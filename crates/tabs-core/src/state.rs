use std::collections::VecDeque;
use std::fmt;

use serde::Deserialize;
use serde::Serialize;

pub const RECOVER_LIMIT: usize = 10;

#[derive(Debug, Clone, PartialEq, Eq, Hash, PartialOrd, Ord, Serialize, Deserialize)]
#[serde(transparent)]
pub struct TabId(pub String);

impl TabId {
    pub fn new(id: impl Into<String>) -> Self {
        Self(id.into())
    }

    // Ids are minted by the writer before the operation is appended, so
    // replaying the log never needs to generate one.
    pub fn generate() -> Self {
        Self(uuid::Uuid::new_v4().simple().to_string())
    }

    pub fn as_str(&self) -> &str {
        self.0.as_str()
    }
}

impl fmt::Display for TabId {
    fn fmt(&self, f: &mut fmt::Formatter<'_>) -> fmt::Result {
        f.write_str(&self.0)
    }
}

impl From<&str> for TabId {
    fn from(value: &str) -> Self {
        Self(value.to_string())
    }
}

#[derive(Debug, Clone, Copy, PartialEq, Eq, Serialize, Deserialize)]
#[serde(rename_all = "snake_case")]
pub enum TabKind {
    NewTabPlaceholder,
    Regular,
}

impl TabKind {
    pub fn label(self) -> &'static str {
        match self {
            Self::NewTabPlaceholder => "new_tab",
            Self::Regular => "regular",
        }
    }
}

#[derive(Debug, Clone, PartialEq, Eq, Serialize, Deserialize)]
pub struct TabRecord {
    pub tab_id: TabId,
    #[serde(rename = "type")]
    pub kind: TabKind,
    pub url: Option<String>,
    pub title: Option<String>,
    pub load: u64,
}

impl TabRecord {
    pub fn placeholder(tab_id: TabId) -> Self {
        Self {
            tab_id,
            kind: TabKind::NewTabPlaceholder,
            url: None,
            title: None,
            load: 0,
        }
    }

    pub fn regular(tab_id: TabId, url: Option<String>) -> Self {
        Self {
            tab_id,
            kind: TabKind::Regular,
            url,
            title: None,
            load: 1,
        }
    }

    pub fn is_placeholder(&self) -> bool {
        self.kind == TabKind::NewTabPlaceholder
    }
}

// Closed tabs, most recent at the back. Pushing past RECOVER_LIMIT drops
// the oldest entry.
#[derive(Debug, Clone, Default, PartialEq, Eq, Serialize, Deserialize)]
#[serde(transparent)]
pub struct RecoverStack {
    entries: VecDeque<TabRecord>,
}

impl RecoverStack {
    pub fn push(&mut self, record: TabRecord) {
        self.entries.push_back(record);
        while self.entries.len() > RECOVER_LIMIT {
            self.entries.pop_front();
        }
    }

    pub fn pop(&mut self) -> Option<TabRecord> {
        self.entries.pop_back()
    }

    pub fn top(&self) -> Option<&TabRecord> {
        self.entries.back()
    }

    pub fn len(&self) -> usize {
        self.entries.len()
    }

    pub fn is_empty(&self) -> bool {
        self.entries.is_empty()
    }

    pub fn iter(&self) -> impl Iterator<Item = &TabRecord> {
        self.entries.iter()
    }
}

#[derive(Debug, Clone, Default, PartialEq, Eq, Serialize, Deserialize)]
pub struct SessionState {
    pub version: u64,
    pub tabs: Vec<TabRecord>,
    pub active: Option<usize>,
    pub recover: RecoverStack,
}

impl SessionState {
    pub fn new() -> Self {
        Self::default()
    }

    pub fn active_tab(&self) -> Option<&TabRecord> {
        self.active.and_then(|index| self.tabs.get(index))
    }

    pub fn position(&self, tab_id: &TabId) -> Option<usize> {
        self.tabs.iter().position(|tab| &tab.tab_id == tab_id)
    }

    pub fn get(&self, tab_id: &TabId) -> Option<&TabRecord> {
        self.tabs.iter().find(|tab| &tab.tab_id == tab_id)
    }

    pub fn placeholder(&self) -> Option<&TabRecord> {
        self.tabs.iter().find(|tab| tab.is_placeholder())
    }

    pub fn placeholder_count(&self) -> usize {
        self.tabs.iter().filter(|tab| tab.is_placeholder()).count()
    }

    pub fn neighbour(&self, offset: isize) -> Option<&TabRecord> {
        let active = self.active?;
        let len = self.tabs.len() as isize;
        if len == 0 {
            return None;
        }
        let index = (active as isize + offset).rem_euclid(len) as usize;
        self.tabs.get(index)
    }
}

#[derive(Debug, Clone, Default, PartialEq, Eq, Serialize, Deserialize)]
pub struct LiveState {
    pub title: Option<String>,
    pub url: Option<String>,
    pub can_go_back: bool,
    pub can_go_forward: bool,
}

#[derive(Debug, Clone, PartialEq, Eq, Serialize, Deserialize)]
pub struct TabView {
    #[serde(flatten)]
    pub record: TabRecord,
    pub state: Option<LiveState>,
}

#[derive(Debug, Clone, Default, PartialEq, Eq, Serialize, Deserialize)]
pub struct SessionView {
    pub active: Option<usize>,
    pub tabs: Vec<TabView>,
}

impl SessionView {
    pub fn active_tab(&self) -> Option<&TabView> {
        self.active.and_then(|index| self.tabs.get(index))
    }
}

WHAT YOU WILL DO => Restate the data verbatim through the "fn from(value: &str)" line.

ANSWER SPACE =>
filename crates/tabs-core/src/state.rs
use std::collections::VecDeque;
use std::fmt;

use serde::Deserialize;
use serde::Serialize;

pub const RECOVER_LIMIT: usize = 10;

#[derive(Debug, Clone, PartialEq, Eq, Hash, PartialOrd, Ord, Serialize, Deserialize)]
#[serde(transparent)]
pub struct TabId(pub String);

impl TabId {
    pub fn new(id: impl Into<String>) -> Self {
        Self(id.into())
    }

    // Ids are minted by the writer before the operation is appended, so
    // replaying the log never needs to generate one.
    pub fn generate() -> Self {
        Self(uuid::Uuid::new_v4().simple().to_string())
    }

    pub fn as_str(&self) -> &str {
        self.0.as_str()
    }
}

impl fmt::Display for TabId {
    fn fmt(&self, f: &mut fmt::Formatter<'_>) -> fmt::Result {
        f.write_str(&self.0)
    }
}

impl From<&str> for TabId {
    fn from(value: &str) -> Self {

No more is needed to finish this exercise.